The option, ONLY, specifies that the default operation of matching atoms by IUPAC names should not take place. Normally, the atoms in a residu pair are matched by IUPAC names before the user matching of atoms is executed. Specifying ONLY will override the preliminary matching.

Finally, the pairs of words at the end of the command give the matching of atoms specified through their IUPAC names.

Once the atom pairing is complete, it is checked for duplicate references to any atom as the pairing must be an equivalence relation. Any pair which refers to an atom which is referred to by another pair is deleted. Should this occur, it is important to see what command is causing a duplication and to fix the problem. The most common source for this error is to forget to specify ONLY in the ATOMATCH command. Usually, the pair deleted from a duplicate is the pair one is interested in.

It should be noted that the matching process is performed even if just coordinates are being compared.
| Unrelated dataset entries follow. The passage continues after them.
/*!
Publisher-side tooling for an update repository.

A repository directory holds a `tuftool.toml` ([`config::RepoConfig`]), the role keys, the signed
metadata, and the published archives:

```text
repo/
  tuftool.toml
  keys/<role>/<keyid>.pem
  metadata/root.json, 1.root.json, targets.json, 1.targets.json, ...
  targets/<app>-<version>.tar.gz
```

The `metadata` and `targets` directories are what gets uploaded to the metadata and targets base
URLs; keys never leave the publisher. See [`repo::Repository`] for the operations.
*/

#![warn(clippy::pedantic)]
#![allow(clippy::module_name_repetitions, clippy::missing_errors_doc)]

pub mod archive;
pub mod config;
pub mod error;
pub mod key;
mod publish;
pub mod repo;

pub use crate::error::{Error, Result};
pub use crate::publish::PublishedRelease;
pub use crate::repo::Repository;

use snafu::{OptionExt, ResultExt};
use std::io::Write;
use std::path::Path;
use tempfile::NamedTempFile;

/// Environment variable holding the passphrase for encrypted offline keys.
pub const PASSPHRASE_ENV: &str = "TUFTOOL_PASSPHRASE";

/// Writes `bytes` to `path` so that readers see either the old file or the new one, never a
/// partial write.
pub(crate) fn write_atomic(path: &Path, bytes: &[u8]) -> Result<()> {
    let parent = path.parent().context(error::PathParentSnafu { path })?;
    let mut writer =
        NamedTempFile::new_in(parent).context(error::FileTempCreateSnafu { path: parent })?;
    writer
        .write_all(bytes)
        .context(error::FileWriteSnafu { path })?;
    writer.persist(path).context(error::FilePersistSnafu { path })?;
    Ok(())
}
The default action results in an atom pairing that matches every atom to itself.

Once the atom pairing is established, one can specify that the coordinates of paired atoms be matched. There are two operations involved in fitting coordinates — translation and rotation. The translation operation is as follows: The geometric center or center of gravity of the main atoms in the atom pair list and the comparison atoms in the atom pair list are calculated. The difference between the centers is added to the comparison coordinates to minimize the least squares translational differences between the coordinates. The rotation operation is as follows: The comparison coordinate set can be rotated about its center to minimize the least square differences between the two sets. The rotation can be done with respect with several different sets of atoms.

The COORMATCH option specifies how the coordinate matching take place. If COORMATCH is not specified, no attempt is made to match the coordinates. If COORMATCH is specified without any modifier, it results in a translation followed by a least square rotational fit of all paired atoms. If MASS is specified, the center of gravities are used for the translational fit; otherwise, the geometric centers are used. If SIDE is specified, the least square rotational fit takes place with all atoms pairs where at least one of the atoms in the pair does not have an IUPAC name that corresponds to a protein backbone. If BACK is specified, the least square rotational fit takes place with the complement of atoms that would be matched by SIDE. I.e. BACK will do the matching using only backbone atoms, and SIDE will do the match using side chain atoms. If NOROT is specified, no rotation takes place. Finally, the SAVE option will save the coordinate transformation necessary to fit the comparison coordinates onto the reference coordinates. This can be used later by the coordinate transformation commands to move atoms around according to this transformation, see Coordinate Manipulations.


Footnotes

[1] You can use the homology program, see Homology, to find the homology between two sequences.

[2] R. A. Wagner and M. J. Fischer, “The String To String Correction Problem”, J. Association of Computing Machinery 21, 168-173 (1974).